Migration from Publican to Sphinx and Read The Docs

When we started with Cloudstack we chose to use publican for our documentation. I don't actually know why, except that Red Hat documentation is entirely based on publican. Perhaps David Nalley's background with Fedora influenced us :) In any case publican is a very nice documentation building system, it is based on the docbook format and has great support for localization. However it can become difficult to read and organize lots of content, and builds may break for strange reasons. We also noticed that we were not getting many contributors to the documentation, in contrast, the translation efforts via transifex has had over 80 contributors. As more features got added to CloudStack the quality of the content also started to suffer and we also faced issues with publishing the translated documents. We needed to do something, mainly making it easier to contribute to our documentation. Enters ReStructured Text (RST) and Read The Docs (RTD).

Choosing a new format

We started thinking about how to make our documentation easier to contribute to. Looking at Docbook, purely xml based, it is a powerful format but not very developer friendly. A lot of us are happy with basic text editor, with some old farts like me mainly stuck with vi. Markdown has certainly helped a lot of folks in writing documentation and READMEs, just look at Github projects. I started writing in Markdown and my production in terms of documentation and tutorials skyrocketed, it is just a great way to write docs. Restructured Text is another alternative, not really markdown, but pretty close. I got familiar with RST in the Apache libcloud project and fell in love with it, or at least liked it way more than docbook. RST is basically text, only a few markups to learn and your off.

Publishing Platform

A new format is one thing but you then need to build documentation in multiple formats: html, pdf, epub potentially more. How do you move from .rst to these formats for your projects ? Comes in Sphinx, pretty much an equivalent to publican originally aimed at Python documentation but now aimed at much more. Installing sphinx is easy, for instance on Debian/Ubuntu:
apt-get install python-sphinx
You will then have the sphinx-quickstart command in your path, use it to create your sphinx project, add content in index.rst and build the docs with make html. Below is a basic example for a ff sample project.

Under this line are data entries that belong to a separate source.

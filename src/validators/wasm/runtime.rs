//! WASM runtime management and the `reso` host calls

use crate::config::RuntimeSettings;
use crate::validators::context::{HostContext, Snapshot};
use crate::validators::result::{HostCall, ValidationError};
use anyhow::{anyhow, bail};
use std::borrow::Cow;
use tracing::{debug, info};
use wasmtime::*;

/// Import module name for all host calls
pub const HOST_MODULE: &str = "reso";

/// WASM runtime for executing validation modules
pub struct WasmRuntime {
    engine: Engine,
    linker: Linker<HostContext>,
    settings: RuntimeSettings,
}

impl WasmRuntime {
    /// Create a new WASM runtime
    pub fn new(settings: &RuntimeSettings) -> Result<Self, ValidationError> {
        info!("🔧 Initializing WASM runtime");

        let mut config = Config::new();
        config.wasm_bulk_memory(true);
        config.consume_fuel(true); // Bounds each invocation

        let engine = Engine::new(&config)
            .map_err(|e| ValidationError::Runtime(format!("Failed to create WASM engine: {}", e)))?;

        let mut linker = Linker::new(&engine);
        Self::register_host_functions(&mut linker).map_err(|e| {
            ValidationError::Runtime(format!("Failed to register host functions: {}", e))
        })?;

        info!("✅ WASM runtime initialized");

        Ok(Self {
            engine,
            linker,
            settings: settings.clone(),
        })
    }

    /// Register the host calls validation modules import
    fn register_host_functions(linker: &mut Linker<HostContext>) -> Result<()> {
        // reso.data / reso.previous_data - two-phase record transfer. Always
        // returns the record size; only writes when the buffer can hold it.
        linker.func_wrap(
            HOST_MODULE,
            "data",
            |mut caller: Caller<'_, HostContext>, len: i32, ptr: i32| -> Result<i32> {
                transfer(&mut caller, Snapshot::Current, len, ptr)
            },
        )?;
        linker.func_wrap(
            HOST_MODULE,
            "previous_data",
            |mut caller: Caller<'_, HostContext>, len: i32, ptr: i32| -> Result<i32> {
                transfer(&mut caller, Snapshot::Previous, len, ptr)
            },
        )?;

        // reso.diagnostic - operator log line. Invalid UTF-8 is tolerated.
        linker.func_wrap(
            HOST_MODULE,
            "diagnostic",
            |mut caller: Caller<'_, HostContext>, len: i32, ptr: i32| -> Result<()> {
                with_memory(&mut caller, |memory, ctx| {
                    let text = read_string_lax(memory, len, ptr, "diagnostic")?;
                    info!(target: "reso::diagnostic", "{}", text);
                    ctx.record(HostCall::Diagnostic { text: text.into_owned() });
                    Ok(())
                })
            },
        )?;

        // reso.error - the field failed validation
        linker.func_wrap(
            HOST_MODULE,
            "error",
            |mut caller: Caller<'_, HostContext>,
             field_len: i32,
             field_ptr: i32,
             message_len: i32,
             message_ptr: i32|
             -> Result<()> {
                with_memory(&mut caller, |memory, ctx| {
                    let field = read_string(memory, field_len, field_ptr, "field")?;
                    let message = read_string(memory, message_len, message_ptr, "message")?;
                    ctx.record(HostCall::Error {
                        field: field.to_string(),
                        message: message.to_string(),
                    });
                    Ok(())
                })
            },
        )?;

        // reso.warn - the field has a warning
        linker.func_wrap(
            HOST_MODULE,
            "warn",
            |mut caller: Caller<'_, HostContext>,
             field_len: i32,
             field_ptr: i32,
             message_len: i32,
             message_ptr: i32|
             -> Result<()> {
                with_memory(&mut caller, |memory, ctx| {
                    let field = read_string(memory, field_len, field_ptr, "field")?;
                    let message = read_string(memory, message_len, message_ptr, "message")?;
                    ctx.record(HostCall::Warn {
                        field: field.to_string(),
                        message: message.to_string(),
                    });
                    Ok(())
                })
            },
        )?;

        // reso.set_required / reso.set_display - 0 is off, anything else is on
        linker.func_wrap(
            HOST_MODULE,
            "set_required",
            |mut caller: Caller<'_, HostContext>, len: i32, ptr: i32, value: i32| -> Result<()> {
                with_memory(&mut caller, |memory, ctx| {
                    let field = read_string(memory, len, ptr, "field")?;
                    ctx.record(HostCall::SetRequired {
                        field: field.to_string(),
                        required: value != 0,
                    });
                    Ok(())
                })
            },
        )?;
        linker.func_wrap(
            HOST_MODULE,
            "set_display",
            |mut caller: Caller<'_, HostContext>, len: i32, ptr: i32, value: i32| -> Result<()> {
                with_memory(&mut caller, |memory, ctx| {
                    let field = read_string(memory, len, ptr, "field")?;
                    ctx.record(HostCall::SetDisplay {
                        field: field.to_string(),
                        display: value != 0,
                    });
                    Ok(())
                })
            },
        )?;

        // reso.set - overwrite a field; the value is JSON text
        linker.func_wrap(
            HOST_MODULE,
            "set",
            |mut caller: Caller<'_, HostContext>,
             field_len: i32,
             field_ptr: i32,
             value_len: i32,
             value_ptr: i32|
             -> Result<()> {
                with_memory(&mut caller, |memory, ctx| {
                    let field = read_string(memory, field_len, field_ptr, "field")?;
                    let value = read_string(memory, value_len, value_ptr, "value")?;
                    let Ok(value) = serde_json::from_str::<serde_json::Value>(value) else {
                        bail!("value for {} was not valid JSON", field);
                    };
                    ctx.record(HostCall::Set {
                        field: field.to_string(),
                        value,
                    });
                    Ok(())
                })
            },
        )?;

        Ok(())
    }

    /// Get engine reference
    pub fn engine(&self) -> &Engine {
        &self.engine
    }

    /// Get linker reference
    pub fn linker(&self) -> &Linker<HostContext> {
        &self.linker
    }

    pub fn settings(&self) -> &RuntimeSettings {
        &self.settings
    }
}

/// Run `f` with the module's linear memory and the store data
fn with_memory<R>(
    caller: &mut Caller<'_, HostContext>,
    f: impl FnOnce(&mut [u8], &mut HostContext) -> Result<R>,
) -> Result<R> {
    let Some(memory) = caller
        .get_export("memory")
        .and_then(|export| export.into_memory())
    else {
        bail!("No memory export");
    };

    let (memory, ctx) = memory.data_and_store_mut(&mut *caller);
    f(memory, ctx)
}

fn transfer(
    caller: &mut Caller<'_, HostContext>,
    snapshot: Snapshot,
    len: i32,
    ptr: i32,
) -> Result<i32> {
    let name = match snapshot {
        Snapshot::Current => "data",
        Snapshot::Previous => "previous_data",
    };

    with_memory(caller, |memory, ctx| {
        let dest = read_slice_mut(memory, len, ptr, name)?;
        let record = ctx.records().bytes(snapshot);
        let size = i32::try_from(record.len()).map_err(|_| anyhow!("{} is too large", name))?;

        if record.len() <= dest.len() {
            dest[..record.len()].copy_from_slice(record);
        }

        debug!("(reso.{} len:{} ptr:{}) → {}", name, len, ptr, size);
        Ok(size)
    })
}

/// Read a string from module memory, replacing invalid UTF-8
fn read_string_lax<'a>(memory: &'a [u8], len: i32, ptr: i32, name: &str) -> Result<Cow<'a, str>> {
    Ok(String::from_utf8_lossy(read_slice(memory, len, ptr, name)?))
}

/// Read a string from module memory. Fails if it isn't UTF-8.
fn read_string<'a>(memory: &'a [u8], len: i32, ptr: i32, name: &str) -> Result<&'a str> {
    let slice = read_slice(memory, len, ptr, name)?;

    match std::str::from_utf8(slice) {
        Ok(s) => Ok(s),
        Err(_) => bail!("{} is invalid UTF-8", name),
    }
}

fn bounds(memory_len: usize, len: i32, ptr: i32, name: &str) -> Result<std::ops::Range<usize>> {
    if len < 0 {
        bail!("{} length is less than zero", name);
    }
    if ptr < 0 {
        bail!("{} pointer is less than zero", name);
    }

    let start = ptr as usize;
    let end = start + len as usize;
    if end > memory_len {
        bail!("{} is out of bounds", name);
    }

    Ok(start..end)
}

/// Read a slice from module memory. Fails if the length or pointer are invalid.
fn read_slice<'a>(memory: &'a [u8], len: i32, ptr: i32, name: &str) -> Result<&'a [u8]> {
    let range = bounds(memory.len(), len, ptr, name)?;
    Ok(&memory[range])
}

fn read_slice_mut<'a>(
    memory: &'a mut [u8],
    len: i32,
    ptr: i32,
    name: &str,
) -> Result<&'a mut [u8]> {
    let range = bounds(memory.len(), len, ptr, name)?;
    Ok(&mut memory[range])
}

#[cfg(test)]
mod tests {
    use super::*;

    #[test]
    fn test_runtime_initializes() {
        let runtime = WasmRuntime::new(&RuntimeSettings::default()).unwrap();
        assert_eq!(runtime.settings().fuel, RuntimeSettings::default().fuel);
    }

    #[test]
    fn test_read_slice_bounds() {
        let memory = [1_u8, 2, 3, 4];

        assert_eq!(read_slice(&memory, 2, 1, "x").unwrap(), &[2, 3]);
        assert_eq!(read_slice(&memory, 0, 4, "x").unwrap(), &[] as &[u8]);
        assert!(read_slice(&memory, 2, 3, "x").is_err());
        assert!(read_slice(&memory, -1, 0, "x").is_err());
        assert!(read_slice(&memory, 1, -1, "x").is_err());
        assert!(read_slice(&memory, 1, i32::MAX, "x").is_err());
    }

    #[test]
    fn test_read_string_requires_utf8() {
        let memory = [b'o', b'k', 0xff];

        assert_eq!(read_string(&memory, 2, 0, "field").unwrap(), "ok");
        assert!(read_string(&memory, 3, 0, "field").is_err());
        assert_eq!(read_string_lax(&memory, 3, 0, "diagnostic").unwrap(), "ok\u{fffd}");
    }

    #[test]
    fn test_read_slice_mut_is_writable() {
        let mut memory = [0_u8; 4];
        read_slice_mut(&mut memory, 2, 2, "data").unwrap().copy_from_slice(b"hi");
        assert_eq!(&memory, b"\0\0hi");
    }
}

What really got me sold on reStructuredText and Sphinx was ReadTheDocs (RTD). It hosts documentation for open source projects. It automatically pulls your documentation from your revision control system and builds the docs. The killer feature for me was the integration with github (not just git). Using hooks, RTD can trigger builds on every commit and it also displays an edit on github icon on each documentation page. Click on this icon, and the docs repository will get forked automatically on your github account. This means that people can edit the docs straight up in the github UI and submit pull requests as they read the docs and find issues.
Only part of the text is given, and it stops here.